- Genre: News Criminal investigation
- Presented by: Sandra Sully Matt Doran
- Composer: Mads Dollabill
- Country of origin: Australia
- Original language: English
- No. of seasons: 1
- No. of episodes: 10

Production
- Producer: Cordell Jigsaw Zapruder
- Production location: Pyrmont, New South Wales
- Running time: 60 minutes

Original release
- Network: Network Ten
- Release: 8 July – 26 September 2013

Related
- Australia's Most Wanted;

= Wanted (2013 TV program) =

Wanted is an Australian crime television program. Its first episode went to air on Network Ten on 8 July 2013 at 8:30PM. Wanted was presented and produced from the Network Ten's Sydney studios in Pyrmont. The show was telecast nationally. Because of Australia's multiple time zones, Wanted was aired live on the East Coast. In South Australia, the Northern Territory and Western Australia, the show aired on a time delay of 30 minutes and 2 hours respectively.

==Format==
Wanted is a criminal investigation show which helps federal and state police directly to solve cold cases, homicides, disappearances and petty theft cases such as burglaries and vandalism.

Wanted is a socially interactive show which employs a broad range of social media to encourage the public to help solve crimes, with viewers being encouraged to provide immediate information anonymously that could prove an arrest or a lead to close the case.

==Presenters==
Wanted is presented by news presenters Sandra Sully and Matt Doran, and by a team of crime specialists including:
- Dr Xanthe Mallett
- Neil Mercer
- Terry Dalton

===Dr Xanthé Mallett===
Forensic anthropologist and criminologist Xanthé Mallett investigates cold cases and finds new evidence to the cases. In 2010, Mallett made a series in the UK called History Cold Case for BBC2/National Geographic, with a team from the Centre for Anatomy & Human Identification at the University of Dundee. History Cold Case saw skeletons of everyday people from across the ages analysed in staggering detail, opening new windows on the history of our forebears. A second series was broadcast in June 2011.

Mallett also presented a piece about Jack the Ripper called National Treasures for the BBC in 2011. The live magazine-style format show put science at the heart of programming for the BBC's main entertainment channel.

===Neil Mercer===
Investigative crime reporter Neil Mercer goes into the field and interviews the victims' families for the main feature story. When he isn't available, Doran or Sully presents the story. Mercer has been a journalist for more than 40 years, working in newspapers and television. He has covered crime since 1981 when he reported on the shooting of criminal Warren Lanfranchi by NSW Detective Sergeant Roger Rogerson.

===Terry Dalton===
Former Detective Superintendent Terry Dalton brings an experience from over 30 years in the field with NSW Police. Dalton mostly presents the Petty Theft cases and brings with it a slight comedic twist to the show. Dalton once said in a case of a string of burglaries on a Sydney University that "these crooks are studying how to become a criminal... And they're failing at it" because the criminals were in full view of the security cameras.
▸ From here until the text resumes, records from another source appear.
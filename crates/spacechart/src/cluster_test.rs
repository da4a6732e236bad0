use nalgebra::Point2;

use crate::cluster::{ClusterAnchors, ClusterId};
use crate::error::LayoutError;

#[test]
fn test_empty_mapping_fails_fast() {
    let anchors: Vec<(&str, Point2<f64>)> = vec![];
    assert_eq!(
        ClusterAnchors::new(anchors).unwrap_err(),
        LayoutError::EmptyClusterMap
    );
}

#[test]
fn test_non_finite_anchor_rejected() {
    let err = ClusterAnchors::new([
        ("Action", Point2::new(400.0, 300.0)),
        ("Broken", Point2::new(f64::NAN, 0.0)),
    ])
    .unwrap_err();

    assert_eq!(
        err,
        LayoutError::NonFiniteAnchor {
            label: "Broken".to_string()
        }
    );
}

#[test]
fn test_duplicate_label_rejected() {
    let err = ClusterAnchors::new([
        ("Action", Point2::new(0.0, 0.0)),
        ("Action", Point2::new(1.0, 1.0)),
    ])
    .unwrap_err();

    assert_eq!(err, LayoutError::DuplicateCluster("Action".to_string()));
}

#[test]
fn test_ids_follow_insertion_order() {
    let anchors = ClusterAnchors::new([
        ("A", Point2::new(0.0, 0.0)),
        ("B", Point2::new(10.0, 0.0)),
        ("C", Point2::new(20.0, 0.0)),
    ])
    .unwrap();

    assert_eq!(anchors.resolve("A"), Some(ClusterId(0)));
    assert_eq!(anchors.resolve("C"), Some(ClusterId(2)));
    assert_eq!(anchors.anchor(ClusterId(1)), Some(Point2::new(10.0, 0.0)));
    assert_eq!(anchors.anchor(ClusterId(7)), None);

    let labels: Vec<&str> = anchors.iter().map(|c| c.label.as_str()).collect();
    assert_eq!(labels, vec!["A", "B", "C"]);
}

#[test]
fn test_resolve_is_case_sensitive() {
    let anchors = ClusterAnchors::steam_genres();
    assert!(anchors.resolve("RPG").is_some());
    assert!(anchors.resolve("rpg").is_none());
}

#[test]
fn test_steam_genres_preset() {
    let anchors = ClusterAnchors::steam_genres();

    assert_eq!(anchors.len(), 7);
    assert!(!anchors.is_empty());

    let action = anchors.resolve("Action").unwrap();
    assert_eq!(anchors.anchor(action), Some(Point2::new(400.0, 300.0)));

    let racing = anchors.resolve("Racing").unwrap();
    assert_eq!(anchors.anchor(racing), Some(Point2::new(250.0, 90.0)));
    assert_eq!(anchors.anchor_points().len(), 7);
}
Dalton is a recipient of the National Medal and 1st Clasp to the medal. He is also the recipient of the NSW Police Medal and 3rd Clasp to that medal. He was awarded the Centenary Medal in 2001 for service to policing in the community. Dalton was awarded the Australian Police Medal for distinguished service in the 2010 Queen's Birthday Honours List.

He is a Major in the Royal Australian Corps of Military Police (Reserves), currently attached to ADFIS. He has received the Reserve Forces Medal, Defence Medal and National Service Medal for military service. He has served in the Army Reserve since 1978 and was previously in the Citizens Military Forces.

===Other reporters===
Only a few reporters have appeared on Wanted, such as Nick Way who covers the stories in Western Australia, appearing on more than half of the ten episodes.

==Series 1==
Series 1 was first aired at 8:30PM on 8 July 2013. Wanted had a specially designed set in the Ten News studios in Sydney. Series 1 has aided State and Federal police in the arrests of 16 fugitives, including a missing teen girl, some of whom were on the Australia's Most Wanted List of the Australian Federal Police. Wanted struggled ratings wise, not reaching a million viewers on the debut episode reaching just 649,000 viewers, by 22 July 2013 it reached only 618,000 viewers. By the end of July 2013, it was shown that Wanted struggled in the Australian television ratings.

==Series 2==
On the final episode of Series 1 on 26 September 2013, it was announced by Doran and Sully that the program would return in 2014; however, this did not eventuate.

== Reception ==
In a 2013 review, Gordon Farrer of The Sydney Morning Herald noted that "Crime dramas, detective novels and real-life crime shows such as Wanted reinforce the feeling that we are right to feel nervous and should be ever-vigilant - no matter that crime levels are lower than ever. Host Sandra Sully is perfect as the meerkat lookout in Wanted, her ground-beef voice swells with gravitas and the suggestion of approaching threat that insists we look at the danger."